----- Extracted entries -----

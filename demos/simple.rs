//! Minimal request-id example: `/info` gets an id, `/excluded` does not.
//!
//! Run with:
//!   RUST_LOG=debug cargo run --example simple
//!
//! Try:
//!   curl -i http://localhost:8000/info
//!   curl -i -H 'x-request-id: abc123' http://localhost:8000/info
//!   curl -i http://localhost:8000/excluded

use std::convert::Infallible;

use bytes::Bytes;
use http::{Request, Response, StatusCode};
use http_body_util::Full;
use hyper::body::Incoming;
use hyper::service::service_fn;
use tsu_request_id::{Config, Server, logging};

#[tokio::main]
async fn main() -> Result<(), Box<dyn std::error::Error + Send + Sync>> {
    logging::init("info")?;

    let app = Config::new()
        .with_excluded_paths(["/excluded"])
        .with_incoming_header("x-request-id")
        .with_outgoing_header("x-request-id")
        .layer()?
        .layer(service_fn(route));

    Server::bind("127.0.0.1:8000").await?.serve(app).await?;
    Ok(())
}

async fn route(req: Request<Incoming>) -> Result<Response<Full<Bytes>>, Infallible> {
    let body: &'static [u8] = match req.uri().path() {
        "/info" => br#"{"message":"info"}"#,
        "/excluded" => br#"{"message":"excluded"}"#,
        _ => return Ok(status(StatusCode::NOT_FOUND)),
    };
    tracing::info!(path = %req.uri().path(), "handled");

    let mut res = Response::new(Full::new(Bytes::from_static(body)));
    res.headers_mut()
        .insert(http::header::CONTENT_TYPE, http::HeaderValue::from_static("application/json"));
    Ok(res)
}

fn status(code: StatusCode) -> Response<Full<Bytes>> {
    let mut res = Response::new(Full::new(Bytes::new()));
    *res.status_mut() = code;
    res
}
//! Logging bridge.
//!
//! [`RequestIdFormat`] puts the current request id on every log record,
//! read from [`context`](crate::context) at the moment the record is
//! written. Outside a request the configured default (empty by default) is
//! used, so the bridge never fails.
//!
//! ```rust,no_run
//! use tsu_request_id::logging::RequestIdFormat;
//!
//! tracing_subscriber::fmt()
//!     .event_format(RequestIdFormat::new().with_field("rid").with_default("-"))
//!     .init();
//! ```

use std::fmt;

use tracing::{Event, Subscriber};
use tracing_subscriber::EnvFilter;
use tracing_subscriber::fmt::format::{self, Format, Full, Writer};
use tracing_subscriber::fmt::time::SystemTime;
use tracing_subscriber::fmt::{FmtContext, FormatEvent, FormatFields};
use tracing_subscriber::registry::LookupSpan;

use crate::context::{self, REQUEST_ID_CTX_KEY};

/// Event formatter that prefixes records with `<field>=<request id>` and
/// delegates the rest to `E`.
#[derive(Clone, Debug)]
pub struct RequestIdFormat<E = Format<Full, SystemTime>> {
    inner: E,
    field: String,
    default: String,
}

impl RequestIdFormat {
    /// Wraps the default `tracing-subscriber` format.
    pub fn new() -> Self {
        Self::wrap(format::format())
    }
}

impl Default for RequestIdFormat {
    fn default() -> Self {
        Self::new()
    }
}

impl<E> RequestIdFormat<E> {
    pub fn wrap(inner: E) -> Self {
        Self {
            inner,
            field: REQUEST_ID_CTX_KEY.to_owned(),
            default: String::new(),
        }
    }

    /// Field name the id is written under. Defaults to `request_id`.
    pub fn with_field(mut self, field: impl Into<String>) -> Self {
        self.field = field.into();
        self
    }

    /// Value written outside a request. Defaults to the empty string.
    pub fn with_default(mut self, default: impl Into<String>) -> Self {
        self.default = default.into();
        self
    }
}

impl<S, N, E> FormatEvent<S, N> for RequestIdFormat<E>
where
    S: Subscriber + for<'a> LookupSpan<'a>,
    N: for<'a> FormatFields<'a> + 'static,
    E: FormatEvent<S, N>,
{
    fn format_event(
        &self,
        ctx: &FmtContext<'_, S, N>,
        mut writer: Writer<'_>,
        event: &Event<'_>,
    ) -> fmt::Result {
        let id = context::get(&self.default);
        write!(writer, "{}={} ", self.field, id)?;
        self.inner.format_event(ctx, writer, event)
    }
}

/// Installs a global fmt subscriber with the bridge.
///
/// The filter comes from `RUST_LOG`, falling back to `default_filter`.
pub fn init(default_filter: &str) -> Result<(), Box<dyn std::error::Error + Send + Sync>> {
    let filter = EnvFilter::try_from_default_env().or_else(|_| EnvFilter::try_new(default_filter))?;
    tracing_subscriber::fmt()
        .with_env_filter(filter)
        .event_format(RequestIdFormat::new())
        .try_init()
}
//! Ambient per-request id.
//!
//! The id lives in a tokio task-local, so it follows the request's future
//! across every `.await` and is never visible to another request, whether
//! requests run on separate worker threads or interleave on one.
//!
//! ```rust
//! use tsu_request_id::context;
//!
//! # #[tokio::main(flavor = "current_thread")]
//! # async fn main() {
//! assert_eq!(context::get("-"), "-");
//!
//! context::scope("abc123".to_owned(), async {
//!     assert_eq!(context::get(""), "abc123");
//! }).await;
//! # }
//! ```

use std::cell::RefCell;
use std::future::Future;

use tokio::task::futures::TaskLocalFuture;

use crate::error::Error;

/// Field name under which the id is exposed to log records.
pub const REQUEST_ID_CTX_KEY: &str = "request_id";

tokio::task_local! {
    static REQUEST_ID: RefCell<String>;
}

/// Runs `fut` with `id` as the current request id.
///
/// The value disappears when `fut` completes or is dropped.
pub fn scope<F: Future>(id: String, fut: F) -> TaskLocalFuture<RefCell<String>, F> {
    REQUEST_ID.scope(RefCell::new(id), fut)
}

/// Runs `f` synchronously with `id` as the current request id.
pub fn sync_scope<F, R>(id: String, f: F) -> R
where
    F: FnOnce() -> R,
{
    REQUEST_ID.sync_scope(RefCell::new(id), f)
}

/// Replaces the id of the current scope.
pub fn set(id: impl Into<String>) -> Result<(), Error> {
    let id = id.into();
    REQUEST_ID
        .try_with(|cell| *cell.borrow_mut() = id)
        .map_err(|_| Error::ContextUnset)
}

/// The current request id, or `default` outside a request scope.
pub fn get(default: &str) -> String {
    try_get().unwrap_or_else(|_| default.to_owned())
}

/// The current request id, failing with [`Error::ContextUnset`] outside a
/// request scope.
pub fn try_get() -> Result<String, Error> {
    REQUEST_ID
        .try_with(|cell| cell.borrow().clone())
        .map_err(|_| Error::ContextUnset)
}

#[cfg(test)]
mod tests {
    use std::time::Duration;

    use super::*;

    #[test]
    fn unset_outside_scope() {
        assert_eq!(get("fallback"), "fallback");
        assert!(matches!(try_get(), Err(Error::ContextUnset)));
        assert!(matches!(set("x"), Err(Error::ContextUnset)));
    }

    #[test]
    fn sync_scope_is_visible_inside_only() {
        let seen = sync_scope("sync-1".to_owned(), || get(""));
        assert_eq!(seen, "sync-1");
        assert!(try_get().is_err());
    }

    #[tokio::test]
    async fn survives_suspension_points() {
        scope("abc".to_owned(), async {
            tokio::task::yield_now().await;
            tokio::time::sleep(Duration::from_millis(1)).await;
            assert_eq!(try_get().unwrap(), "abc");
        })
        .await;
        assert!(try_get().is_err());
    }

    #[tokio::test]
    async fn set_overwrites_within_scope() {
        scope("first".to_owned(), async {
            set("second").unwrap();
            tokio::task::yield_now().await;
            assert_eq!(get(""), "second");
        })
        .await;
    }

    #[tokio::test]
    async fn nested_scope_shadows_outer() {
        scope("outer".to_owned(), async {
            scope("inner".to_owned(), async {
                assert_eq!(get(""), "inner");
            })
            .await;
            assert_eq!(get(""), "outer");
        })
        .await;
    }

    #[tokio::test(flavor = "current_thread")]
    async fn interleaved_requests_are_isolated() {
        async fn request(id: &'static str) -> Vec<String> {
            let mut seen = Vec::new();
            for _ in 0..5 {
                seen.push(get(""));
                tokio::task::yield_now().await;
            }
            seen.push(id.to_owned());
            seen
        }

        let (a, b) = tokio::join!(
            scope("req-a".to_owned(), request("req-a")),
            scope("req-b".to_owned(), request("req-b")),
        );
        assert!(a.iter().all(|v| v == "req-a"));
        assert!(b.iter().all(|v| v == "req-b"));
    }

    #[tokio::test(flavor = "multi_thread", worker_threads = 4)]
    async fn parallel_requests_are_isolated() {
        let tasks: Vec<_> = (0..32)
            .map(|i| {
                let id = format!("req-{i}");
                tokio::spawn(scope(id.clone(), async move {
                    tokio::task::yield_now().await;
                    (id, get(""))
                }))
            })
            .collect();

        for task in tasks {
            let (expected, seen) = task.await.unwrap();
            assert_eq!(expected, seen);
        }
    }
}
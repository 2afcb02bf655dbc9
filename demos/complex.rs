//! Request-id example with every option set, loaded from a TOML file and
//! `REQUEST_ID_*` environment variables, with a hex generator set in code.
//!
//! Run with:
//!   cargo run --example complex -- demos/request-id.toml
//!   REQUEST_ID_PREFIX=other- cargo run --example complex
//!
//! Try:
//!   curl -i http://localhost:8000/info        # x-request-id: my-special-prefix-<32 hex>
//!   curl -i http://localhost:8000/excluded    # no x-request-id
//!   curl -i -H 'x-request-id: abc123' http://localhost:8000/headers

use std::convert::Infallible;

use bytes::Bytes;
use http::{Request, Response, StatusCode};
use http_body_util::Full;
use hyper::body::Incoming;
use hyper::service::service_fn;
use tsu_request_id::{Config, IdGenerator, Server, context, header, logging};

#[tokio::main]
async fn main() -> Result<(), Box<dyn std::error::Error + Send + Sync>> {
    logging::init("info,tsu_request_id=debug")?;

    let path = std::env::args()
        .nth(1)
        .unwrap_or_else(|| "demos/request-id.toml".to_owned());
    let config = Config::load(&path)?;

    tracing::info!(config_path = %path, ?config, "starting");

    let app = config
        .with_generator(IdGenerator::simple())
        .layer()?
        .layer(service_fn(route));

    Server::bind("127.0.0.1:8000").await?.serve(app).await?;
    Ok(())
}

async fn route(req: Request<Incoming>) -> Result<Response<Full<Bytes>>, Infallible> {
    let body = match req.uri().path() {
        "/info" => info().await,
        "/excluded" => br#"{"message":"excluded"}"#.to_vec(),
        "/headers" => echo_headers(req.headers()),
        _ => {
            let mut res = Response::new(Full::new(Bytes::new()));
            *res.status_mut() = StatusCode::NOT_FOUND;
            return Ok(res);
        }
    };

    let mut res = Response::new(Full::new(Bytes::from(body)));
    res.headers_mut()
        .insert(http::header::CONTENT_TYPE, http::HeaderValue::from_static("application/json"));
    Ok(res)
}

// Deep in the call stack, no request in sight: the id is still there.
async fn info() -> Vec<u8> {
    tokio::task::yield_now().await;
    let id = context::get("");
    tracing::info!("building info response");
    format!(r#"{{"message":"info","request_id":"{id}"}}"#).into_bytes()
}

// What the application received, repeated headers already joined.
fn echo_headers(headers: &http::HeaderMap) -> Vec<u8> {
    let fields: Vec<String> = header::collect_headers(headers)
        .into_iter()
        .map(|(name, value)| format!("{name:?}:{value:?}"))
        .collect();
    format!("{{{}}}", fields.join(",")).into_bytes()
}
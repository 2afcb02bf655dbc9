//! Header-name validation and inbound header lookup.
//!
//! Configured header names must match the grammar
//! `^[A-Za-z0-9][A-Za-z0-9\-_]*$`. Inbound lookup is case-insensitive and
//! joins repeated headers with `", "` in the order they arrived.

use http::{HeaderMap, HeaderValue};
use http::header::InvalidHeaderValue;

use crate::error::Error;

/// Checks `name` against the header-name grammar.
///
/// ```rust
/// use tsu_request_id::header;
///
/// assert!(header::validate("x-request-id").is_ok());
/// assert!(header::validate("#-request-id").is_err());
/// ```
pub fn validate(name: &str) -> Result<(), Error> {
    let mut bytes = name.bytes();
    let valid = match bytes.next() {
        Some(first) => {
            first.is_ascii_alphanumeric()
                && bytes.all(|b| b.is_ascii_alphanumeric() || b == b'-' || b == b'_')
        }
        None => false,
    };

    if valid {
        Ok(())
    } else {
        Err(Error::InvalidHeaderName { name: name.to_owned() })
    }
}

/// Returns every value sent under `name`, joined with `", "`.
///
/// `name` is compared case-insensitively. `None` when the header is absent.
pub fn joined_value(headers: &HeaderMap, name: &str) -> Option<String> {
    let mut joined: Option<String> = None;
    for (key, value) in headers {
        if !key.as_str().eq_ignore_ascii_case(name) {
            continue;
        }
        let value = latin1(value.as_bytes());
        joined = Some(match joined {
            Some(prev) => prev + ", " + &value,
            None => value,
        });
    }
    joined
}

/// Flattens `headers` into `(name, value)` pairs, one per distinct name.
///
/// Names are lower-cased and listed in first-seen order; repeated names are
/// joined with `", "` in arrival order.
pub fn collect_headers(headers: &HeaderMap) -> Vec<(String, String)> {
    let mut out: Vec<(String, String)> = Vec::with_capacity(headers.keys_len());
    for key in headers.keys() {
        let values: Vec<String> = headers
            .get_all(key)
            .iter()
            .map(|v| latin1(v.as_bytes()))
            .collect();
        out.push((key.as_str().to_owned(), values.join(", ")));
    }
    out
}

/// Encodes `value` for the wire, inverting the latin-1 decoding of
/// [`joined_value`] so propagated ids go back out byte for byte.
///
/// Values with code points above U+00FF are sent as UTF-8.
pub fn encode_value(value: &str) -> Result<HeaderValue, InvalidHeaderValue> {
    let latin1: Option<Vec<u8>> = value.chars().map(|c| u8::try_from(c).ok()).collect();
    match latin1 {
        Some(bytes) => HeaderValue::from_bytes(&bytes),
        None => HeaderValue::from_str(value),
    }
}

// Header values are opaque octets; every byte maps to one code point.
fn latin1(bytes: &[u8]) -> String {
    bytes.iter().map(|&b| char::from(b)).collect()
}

-----

*Directions:*
Copy out the lines above with "HeaderMap" in them.

*Exercise output:*
fn echo_headers(headers: &http::HeaderMap) -> Vec<u8> {
use http::{HeaderMap, HeaderValue};
pub fn joined_value(headers: &HeaderMap, name: &str) -> Option<String> {
pub fn collect_headers(headers: &HeaderMap) -> Vec<(String, String)> {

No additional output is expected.